Création
société
Si
les démarches à effectuer pour une création de société sont assez
simple, il s'agit toutefois d'un acte qui engage la responsabilité de
l'entrepreneur à différents degrés, et peut ensuite avoir de lourdes
conséquences. Pour procéder à la création d'une société, il faut
notamment réfléchir sur la forme juridique qui lui conviendra le mieux.

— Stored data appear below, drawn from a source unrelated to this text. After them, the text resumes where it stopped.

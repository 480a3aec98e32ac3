//! Types shared by the manifester crates

mod error;
mod secret;

pub use error::{Error, Result};
pub use secret::Secret;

La création d'une société peut
en
effet prendre des formes très diverses : entreprise individuelle, SARL
et SA sont les trois types de sociétés les plus utilisées. Chacune
d'entre elle implique un régime fiscal particulier, et la
responsabilité financière du ou des dirigeants à divers degrés. La
création d'une société et le choix d'un cadre juridique détermine
également le nombre d'associés.
La création
d'une société de type EI (Entreprise Individuelle) est très simple, et
permet de démarrer rapidement une activité (commerciale le plus
souvent). L'EI ne fait aucune distinction entre la société et son
gérant. Par conséquent, tous les bénéfices réalisés correspondent aux
revenus de l'entrepreneur qui, de son côté, est personnellement,
intégralement et indéfiniment responsable des dettes éventuellement
contractées par sa société. Pour limiter les risques en cas de
faillite, la création d'une société peut s'orienter vers les formes
juridiques des SARL ou SA.
La SARL est
une création de société où la responsabilité des associés est limitée à
la hauteur de leurs apports individuels. Leurs biens personnels ne
peuvent donc pas être saisis en cas de faillite de l'entreprise. La
SARL doit compter au minimum 2 associés (et 100 au maximum). Une
création de société à responsabilité limitée est toutefois possible
pour un entrepreneur unique, qui opte alors pour une EURL. La création
de société de type SA comporte les mêmes avantages qu'une SARL, mais
est plus appropriée à des entreprises de grande envergure (7 associés
au minimum et capital d'au moins 37 000 euros).